The Celebrity section. A section I ignored because Gabby had always read, assimilated, and digested the entire thing every morning, distilling it for me over breakfast. I was grateful I wasn’t in the habit of looking at it because the day after Jonathan was arrested at Santa Monica airport, a picture of him and his ex-wife appeared in Rumors Bureau column. It was the only mention of his arrest anywhere in the news, and it was short, with little but a wedding picture of two people happy to commit to each other. The burning jealousy that bubbled from my gut left an awful taste on the back of my tongue. He was mine. I owned him. Those pictures were lies.

“Monica?” Darren watched me as he filled the pot with water.

“What?”

“Are you okay?”

“It barely says anything. Arrested at the airport on domestic abuse charges brought by his ex-wife. History of kinky activity. Wife declines comment because she’s ‘too upset,’ Oh, and I’m an unidentified female passenger. His little trick f**k whore. Remind me never to look at the internet again.” I pushed the laptop away and turned to my pile of crap. I could have stalled and pretended to rummage through my stuff, but I knew exactly where that manila envelope was. I ran my hands over it, the aged edges, the curled flap.

“That what I think it is?” Darren asked.

“Yeah. Did you open it?”

“It’s long and involved, so I just put it back.” He looked at me over the edge of his coffee cup.

“Great. Long and involved.” I slid out the contents. Eight and a half by eleven printed pages, stapled. About twenty pages, pure text. Double-spaced with wide margins. Markings all over it in red pencil. Lines. Scribblings. Hash marks. Slashes. Across the top: Lloyd Willman/Evert Toth, ed.

“It looks like someone’s term paper.”

He looked over my shoulder. “I think the ed. means editor. My first assumption was that it was a newspaper article.”

“Fan-freaking-tastic.”

“And unpublished, looks like. Or it wouldn’t look like something someone handed in for eleventh grade finals. My sister was a scary girl. I think digging dirt on people was more fun for her than actually trying to get them to sign her.”

“When do you have to leave?” I asked.

“Fifteen minutes.”

I threw myself on the couch. I flipped through. All words and marks. I looked up at Darren, who was wiping down the counter. I cleared my throat.

He didn’t look up when he said, “You’re stalling.”

“Why would I stall?”

“You tell me.”

I had a hundred answers.

Because I know half-truths and pieces of a story.

Because I’m committed to a man who is still a mystery to me.

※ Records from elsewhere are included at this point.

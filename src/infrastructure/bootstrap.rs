//! Infrastructure bootstrap helpers for runtime wiring.

use std::sync::Arc;

use tracing::info;

use crate::adapter::outbound::file::{FileSnapshotSource, JsonFileWriter};
use crate::error::Result;
use crate::infrastructure::config::settings::Config;
use crate::service::{Analyzer, Watcher};

/// Build the snapshot analyzer from configuration.
///
/// # Errors
///
/// Returns an error if the liquidity settings are out of range.
#[allow(clippy::result_large_err)]
pub fn build_analyzer(config: &Config) -> Result<Analyzer> {
    let profiler = config.profiler()?;
    info!(
        tranches = profiler.tranches().len(),
        selling_increment = profiler.selling_increment(),
        excluded = config.markets.excluded.len(),
        featured = config.markets.featured.len(),
        "Analyzer initialized"
    );
    Ok(
        Analyzer::new(profiler, config.markets.excluded.iter().cloned())
            .with_featured(config.markets.featured.iter().cloned()),
    )
}

/// Build a watcher wired to the configured snapshot file and summary file.
///
/// # Errors
///
/// Returns an error if the analyzer cannot be built.
#[allow(clippy::result_large_err)]
pub fn build_watcher(config: &Config) -> Result<Watcher> {
    let analyzer = build_analyzer(config)?;
    let source = Arc::new(FileSnapshotSource::new(&config.source.snapshot_path));
    let writer = Arc::new(JsonFileWriter::new(&config.output.summary_path));
    info!(
        snapshot = %config.source.snapshot_path.display(),
        summary = %config.output.summary_path.display(),
        "File adapters initialized"
    );

    Ok(
        Watcher::new(source, writer, analyzer, config.source.poll_interval())
            .with_debug_markets(config.markets.debug.clone()),
    )
}

#[cfg(test)]
mod tests {
    use super::*;

    #[test]
    fn builds_from_default_config() {
        let config = Config::default();
        let analyzer = build_analyzer(&config).unwrap();
        assert_eq!(
            analyzer.profiler().tranches().len(),
            config.liquidity.tranches.len()
        );
        let watcher = build_watcher(&config).unwrap();
        assert!(watcher.latest().is_none());
    }

    #[test]
    fn invalid_liquidity_settings_fail() {
        let mut config = Config::default();
        config.liquidity.selling_increment = 0.0;
        assert!(build_analyzer(&config).is_err());
    }
}
use depthgauge::domain::{OutcomeOrderBook, PriceLevel};

/// Build a book from `(price, amount)` pairs, best level first.
pub fn book(bids: &[(f64, f64)], asks: &[(f64, f64)]) -> OutcomeOrderBook {
    let levels = |pairs: &[(f64, f64)]| {
        pairs
            .iter()
            .map(|&(price, amount)| PriceLevel::new(price, amount))
            .collect()
    };
    OutcomeOrderBook::with_levels(levels(bids), levels(asks))
}

pub fn assert_near(expected: f64, actual: f64) {
    assert!(
        (expected - actual).abs() < 1e-9,
        "expected {expected}, got {actual}"
    );
}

Because I love him, and I will stand by him, no matter what the papers say.

Because Jonathan lies.

So I didn’t answer but tilted my head down and read.

Chapter 8.

The star of the article was the rain.

There had been a winter of storms. I was nine. Dad was away, as usual. Christmas sucked because we were broke and the crawlspace flooded. Pebbles from the driveway of what became the Montessori school came in on a tide of floodwater, pecking the north side of the house for hours.

I hadn’t done the math before. Why would I? Why would I remind myself that I was in third grade when he was busy having sex and falling in love? But that was the year I learned multiplication and long division and the year Jonathan lost Rachel.

The story wasn’t much different than I’d imagined. A party had started out as a family affair for Sheila Drazen, and it became wilder and more drug-infused once the adults left and the kids arrived. The police found a bong containing chartreuse absinthe, the remnants of White Widow bud, and sixteen-year-old Jonathan S. Drazen III’s DNA.